Commodity Financial Contracts

Hydrocarbon based manufacturers, such as the Company, are significantly impacted by changes in feedstock and natural gas prices. Not considering derivative transactions, feedstock and natural gas used for the three months ended March 31, 2016, and 2015, represented approximately 64.0% and 68.0% of our petrochemical operating expenses, respectively. The significant percentage decrease of petrochemical operating expenses illustrates the impact that feedstock price changes have on our operations.  During the first quarter of 2016, feedstock prices continued to decline industry-wide.
We endeavor to acquire feedstock and natural gas at the lowest possible cost.  Our primary feedstock (natural gasoline) is traded over the counter and not on organized futures exchanges.  Financially settled instruments (fixed price swaps) are the principal vehicle used to give some predictability to feed prices. We do not purchase or hold any derivative financial instruments for trading or speculative purposes and hedging is limited by our risk management policy to a maximum of 40% of monthly feedstock requirements.

Typically, financial contracts are not designated as hedges.  As of March 31, 2016, we had no outstanding committed financial contracts.

The following tables detail (in thousands) the impact the agreements had on the financial statements:

Three Months Ended
March 31,
Unrealized gain
  $ -     $ 180  
Realized loss
    -       (180 )
Net gain (loss)
  $ -     $ -  

The realized and unrealized gains/(losses) are recorded in Cost of Sales and Processing for the periods ended March 31, 2016, and 2015.  As a percentage of Cost of Sales and Processing, realized and unrealized gains/(losses) accounted for 0% for the three months ended March 31, 2016, and 2015.

Interest Rate Swap

In March 2008, we entered into a pay-fixed, receive-variable interest rate swap agreement with Bank of America related to a $10.0 million (later increased to $14 million) term loan secured by plant, pipeline and equipment. The effective date of the interest rate swap agreement was August 15, 2008, and terminates on December 15, 2017.  The notional amount of the interest rate swap was $2.5 million and $2.75 million at March 31, 2016, and December 31, 2015, respectively.  We receive credit for payments of variable rate interest made on the term loan at the loan’s variable rates, which are based upon the London InterBank Offered Rate (LIBOR), and pay Bank of America an interest rate of 5.83% less the credit on the interest rate swap.  We originally designated the transaction as a cash flow hedge according to ASC Topic 815, Derivatives and Hedging.  Beginning on August 15, 2008, the derivative instrument was reported at fair value with any changes in fair value reported within other comprehensive income (loss) in the Company’s Statement of Stockholders’ Equity.  We entered into the interest rate swap to minimize the effect of changes in the LIBOR rate.

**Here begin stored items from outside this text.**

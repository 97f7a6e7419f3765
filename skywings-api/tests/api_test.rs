use axum::{
    body::Body,
    http::{Request, StatusCode},
    Router,
};
use chrono::{DateTime, Duration, TimeZone, Utc};
use http_body_util::BodyExt;
use serde_json::{json, Value};
use skywings_api::{app, app_config::Config, AppState};
use skywings_core::FixedClock;
use std::sync::Arc;
use tower::ServiceExt;

const CATALOG_SIZE: usize = 40;

fn test_config() -> Config {
    let mut config = Config::default();
    config.catalog.size = CATALOG_SIZE;
    config
}

fn test_app() -> Router {
    app(AppState::new(&test_config()))
}

async fn send(
    app: &Router,
    method: &str,
    uri: &str,
    body: Option<Value>,
) -> (StatusCode, Value) {
    let builder = Request::builder().method(method).uri(uri);
    let request = match body {
        Some(body) => builder
            .header("content-type", "application/json")
            .body(Body::from(body.to_string()))
            .unwrap(),
        None => builder.body(Body::empty()).unwrap(),
    };

    let response = app.clone().oneshot(request).await.unwrap();
    let status = response.status();
    let bytes = response.into_body().collect().await.unwrap().to_bytes();
    let value = if bytes.is_empty() {
        Value::Null
    } else {
        serde_json::from_slice(&bytes).unwrap()
    };
    (status, value)
}

async fn new_session(app: &Router) -> String {
    let (status, body) = send(app, "POST", "/v1/sessions", None).await;
    assert_eq!(status, StatusCode::CREATED);
    body["session_id"].as_str().unwrap().to_string()
}

async fn search(app: &Router, session: &str, query: Value) -> (StatusCode, Value) {
    send(app, "POST", &format!("/v1/sessions/{session}/search"), Some(query)).await
}

async fn book(app: &Router, session: &str, request: Value) -> (StatusCode, Value) {
    send(app, "POST", &format!("/v1/sessions/{session}/bookings"), Some(request)).await
}

async fn list_bookings(app: &Router, session: &str) -> (StatusCode, Value) {
    send(app, "GET", &format!("/v1/sessions/{session}/bookings"), None).await
}

fn parse_time(value: &Value) -> DateTime<Utc> {
    value.as_str().unwrap().parse().unwrap()
}

fn open_query() -> Value {
    json!({ "price_range": { "min": 0, "max": 2000 }, "sort": "price_asc" })
}

fn passenger() -> Value {
    json!({
        "first_name": "Ada",
        "last_name": "Lovelace",
        "email": "ada@example.com",
        "phone": "+44 20 7946 0000",
        "passport": "P998877",
        "date_of_birth": "1990-12-10",
        "seat_preference": "Window",
        "meal_preference": "Vegan"
    })
}

#[tokio::test]
async fn test_health() {
    let app = test_app();
    let (status, body) = send(&app, "GET", "/health", None).await;
    assert_eq!(status, StatusCode::OK);
    assert_eq!(body["status"], "ok");
}

#[tokio::test]
async fn test_search_without_filters_returns_sorted_catalog() {
    let app = test_app();
    let session = new_session(&app).await;

    let (status, body) = search(&app, &session, open_query()).await;
    assert_eq!(status, StatusCode::OK);
    assert_eq!(body["total"], CATALOG_SIZE);

    let prices: Vec<u64> = body["flights"]
        .as_array()
        .unwrap()
        .iter()
        .map(|f| f["price_cents"].as_u64().unwrap())
        .collect();
    assert_eq!(prices.len(), CATALOG_SIZE);
    assert!(prices.windows(2).all(|w| w[0] <= w[1]));
}

#[tokio::test]
async fn test_empty_airline_selection_returns_nothing() {
    let app = test_app();
    let session = new_session(&app).await;

    let mut query = open_query();
    query["airlines"] = json!([]);
    let (status, body) = search(&app, &session, query).await;
    assert_eq!(status, StatusCode::OK);
    assert_eq!(body["total"], 0);
}

#[tokio::test]
async fn test_inverted_price_range_rejected() {
    let app = test_app();
    let session = new_session(&app).await;

    let query = json!({ "price_range": { "min": 900, "max": 100 } });
    let (status, _) = search(&app, &session, query).await;
    assert_eq!(status, StatusCode::BAD_REQUEST);
}

#[tokio::test]
async fn test_booking_lifecycle() {
    let app = test_app();
    let session = new_session(&app).await;

    let (_, results) = search(&app, &session, open_query()).await;
    let chosen = results["flights"][0].clone();

    let request = json!({
        "result_index": 0,
        "passenger": passenger(),
        "payment_method": "PayPal"
    });
    let (status, booking) = book(&app, &session, request).await;
    assert_eq!(status, StatusCode::CREATED);
    assert_eq!(booking["status"], "Confirmed");
    assert_eq!(booking["flight"], chosen);
    assert_eq!(booking["payment_method"], "PayPal");
    let booking_id = booking["booking_id"].as_str().unwrap().to_string();
    assert!(booking_id.starts_with("BK"));

    // A new search must not change the stored snapshot
    search(&app, &session, open_query()).await;
    let (status, list) = list_bookings(&app, &session).await;
    assert_eq!(status, StatusCode::OK);
    assert_eq!(list.as_array().unwrap().len(), 1);
    assert_eq!(list[0]["flight"], chosen);

    let profile_uri = format!("/v1/sessions/{session}/profile");
    let (status, profile) = send(&app, "GET", &profile_uri, None).await;
    assert_eq!(status, StatusCode::OK);
    assert_eq!(profile["email"], "ada@example.com");

    let cancel_uri = format!("/v1/sessions/{session}/bookings/{booking_id}/cancel");
    let (status, cancelled) = send(&app, "POST", &cancel_uri, None).await;
    assert_eq!(status, StatusCode::OK);
    assert_eq!(cancelled["status"], "Cancelled");

    let (status, cancelled) = send(&app, "POST", &cancel_uri, None).await;
    assert_eq!(status, StatusCode::OK);
    assert_eq!(cancelled["status"], "Cancelled");

    let unknown_uri = format!("/v1/sessions/{session}/bookings/BK000000/cancel");
    let (status, _) = send(&app, "POST", &unknown_uri, None).await;
    assert_eq!(status, StatusCode::NOT_FOUND);

    let (_, list) = list_bookings(&app, &session).await;
    assert_eq!(list.as_array().unwrap().len(), 1);
}

#[tokio::test]
async fn test_booking_with_missing_fields_rejected() {
    let app = test_app();
    let session = new_session(&app).await;
    search(&app, &session, open_query()).await;

    let mut p = passenger();
    p["email"] = json!("   ");
    p["phone"] = json!("");
    let request = json!({ "result_index": 0, "passenger": p });
    let (status, body) = book(&app, &session, request).await;
    assert_eq!(status, StatusCode::BAD_REQUEST);
    assert_eq!(body["missing_fields"], json!(["email", "phone"]));

    let (_, list) = list_bookings(&app, &session).await;
    assert!(list.as_array().unwrap().is_empty());
}

#[tokio::test]
async fn test_booking_unknown_result_index() {
    let app = test_app();
    let session = new_session(&app).await;

    let request = json!({ "result_index": 3, "passenger": passenger() });
    let (status, _) = book(&app, &session, request).await;
    assert_eq!(status, StatusCode::NOT_FOUND);
}

#[tokio::test]
async fn test_unknown_session() {
    let app = test_app();
    let uri = "/v1/sessions/00000000-0000-0000-0000-000000000000/bookings";
    let (status, body) = send(&app, "GET", uri, None).await;
    assert_eq!(status, StatusCode::NOT_FOUND);
    assert!(body["error"].as_str().unwrap().starts_with("Session not found"));
}

#[tokio::test]
async fn test_profile_form() {
    let app = test_app();
    let session = new_session(&app).await;
    let uri = format!("/v1/sessions/{session}/profile");

    let (status, _) = send(&app, "GET", &uri, None).await;
    assert_eq!(status, StatusCode::NOT_FOUND);

    let form = json!({ "first_name": "Alan", "last_name": "Turing", "email": "" });
    let (status, body) = send(&app, "PUT", &uri, Some(form)).await;
    assert_eq!(status, StatusCode::BAD_REQUEST);
    assert_eq!(body["missing_fields"], json!(["email"]));

    let form = json!({ "first_name": "Alan", "last_name": "Turing", "email": "alan@example.com" });
    let (status, body) = send(&app, "PUT", &uri, Some(form)).await;
    assert_eq!(status, StatusCode::OK);
    assert_eq!(body["last_name"], "Turing");
    assert_eq!(body["phone"], Value::Null);
}

#[tokio::test]
async fn test_analytics() {
    let app = test_app();
    let (status, body) = send(&app, "GET", "/v1/analytics", None).await;
    assert_eq!(status, StatusCode::OK);
    assert_eq!(body["summary"]["total_flights"], CATALOG_SIZE);
    assert!(body["summary"]["most_popular_destination"].is_string());

    let histogram_total: u64 = body["price_histogram"]
        .as_array()
        .unwrap()
        .iter()
        .map(|b| b["count"].as_u64().unwrap())
        .sum();
    assert_eq!(histogram_total, CATALOG_SIZE as u64);
    assert!(body["top_destinations"].as_array().unwrap().len() <= 10);
    assert_eq!(body["duration_vs_price"].as_array().unwrap().len(), CATALOG_SIZE);
}

#[tokio::test]
async fn test_bookings_stay_in_their_session() {
    let app = test_app();
    let first = new_session(&app).await;
    let second = new_session(&app).await;

    search(&app, &first, open_query()).await;
    let request = json!({ "result_index": 0, "passenger": passenger() });
    let (status, _) = book(&app, &first, request).await;
    assert_eq!(status, StatusCode::CREATED);

    let (_, list) = list_bookings(&app, &first).await;
    assert_eq!(list.as_array().unwrap().len(), 1);

    let (status, list) = list_bookings(&app, &second).await;
    assert_eq!(status, StatusCode::OK);
    assert!(list.as_array().unwrap().is_empty());

    let profile_uri = format!("/v1/sessions/{second}/profile");
    let (status, _) = send(&app, "GET", &profile_uri, None).await;
    assert_eq!(status, StatusCode::NOT_FOUND);

    // The second session never searched, so it has no result to book
    let request = json!({ "result_index": 0, "passenger": passenger() });
    let (status, _) = book(&app, &second, request).await;
    assert_eq!(status, StatusCode::NOT_FOUND);
}

#[tokio::test]
async fn test_pinned_clock_drives_catalog_and_booking_date() {
    let now = Utc.with_ymd_and_hms(2026, 10, 17, 12, 0, 0).unwrap();
    let app = app(AppState::with_clock(&test_config(), Arc::new(FixedClock(now))));
    let session = new_session(&app).await;

    let (_, results) = search(&app, &session, open_query()).await;
    let flights = results["flights"].as_array().unwrap();
    assert_eq!(flights.len(), CATALOG_SIZE);
    for flight in flights {
        let departure = parse_time(&flight["departure_time"]);
        assert!(departure >= now + Duration::days(1));
        assert!(departure <= now + Duration::days(30) + Duration::hours(23));
    }

    let request = json!({ "result_index": 0, "passenger": passenger() });
    let (status, booking) = book(&app, &session, request).await;
    assert_eq!(status, StatusCode::CREATED);
    assert_eq!(parse_time(&booking["booking_date"]), now);
}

The following table shows (in thousands) the impact the agreement had on the financial statements:

March 31, 2016
December 31, 2015
Fair value of interest rate swap  - liability
  $ 147     $ 177  

Due to the ARC, we believe that the hedge is no longer entirely effective; therefore, we began treating the interest rate swap as ineffective at that point.  The changes in fair value are now recorded in the Statement of Income.  For the three months ended March 31, 2016, an unrealized loss of approximately $6,000 and a realized loss of approximately $37,000 were recorded.  For the three months ended March 31, 2015, an unrealized gain of approximately $10,000 and a realized loss of approximately $53,000 were recorded, respectively.